Artichoke salad with spelt grain
Spelt is such a filling, wholesome grain – and it has an excellent bite to it. If you are not a fan of spelt, you can use whole rye grains instead, which also works really well in this salad.
Servings: 2 people
Ingredients
- 150 g (1 cup) dried spelt grains
- Salt and freshly ground black pepper
- 2 x 250g cans (9 oz) of artichoke hearts, drained
- 150 g (5 1⁄2 oz). feta cheese, cubed
- 1 bunch bunch spring onions scallions sliced diagonally
- 2 tablespoons chopped fresh flat-leaf parsley
- 4-5 tbsp tablespoons flaked almonds toasted
- freshly squeezed lemon juice olive oil for drizzling
Instructions
- If soaking the grains overnight (I’d recommend this if you have time as it allows for a more even texture throughout), place them in double the amount of water.

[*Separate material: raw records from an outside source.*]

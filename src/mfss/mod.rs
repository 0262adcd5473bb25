//! Matheuristic Fixed Set Search (MFSS).
//!
//! A population-based matheuristic: elite solutions vote on which
//! facility decisions look structurally sound, those decisions are
//! frozen, and an exact [`Optimizer`](crate::optimizer::Optimizer)
//! re-solves the remaining, much smaller subproblem under a time
//! budget that grows when the search stagnates.
//!
//! - [`MfssConfig`]: population, elite, subproblem size and time budget
//! - [`MfssRunner`]: seeds the population and runs the search loop
//! - [`build_fixed_set`]: elite-consensus partial assignment
//! - [`Population`]: append-only pool without duplicate patterns
//!
//! # References
//!
//! Jovanovic & Voß (2019), "Fixed set search applied to the traveling
//! salesman problem"

mod config;
mod fixed_set;
mod population;
mod runner;

pub use config::{fixed_set_size, MfssConfig};
pub use fixed_set::build_fixed_set;
pub use population::Population;
pub use runner::{MfssResult, MfssRunner};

- The next day, drain and rinse the grains. Place in a large saucepan with a good pinch of salt and boil for approximately 22–25 minutes, or until tender but still al dente. If you haven’t pre-soaked the grains, extend the cooking time until cooked al dente (this can be around 15-20 mins longer, depending on your grain choice). Drain and allow to cool completely.
- Slice the artichoke hearts into large bite-sized pieces. Place in a bowl and add the sliced spring onions/scallions, feta and parsley.
- Fold in the spelt grains, season to taste and add the toasted almond flakes.
- Season with salt, pepper and a squeeze of lemon juice and a drizzle of good oil.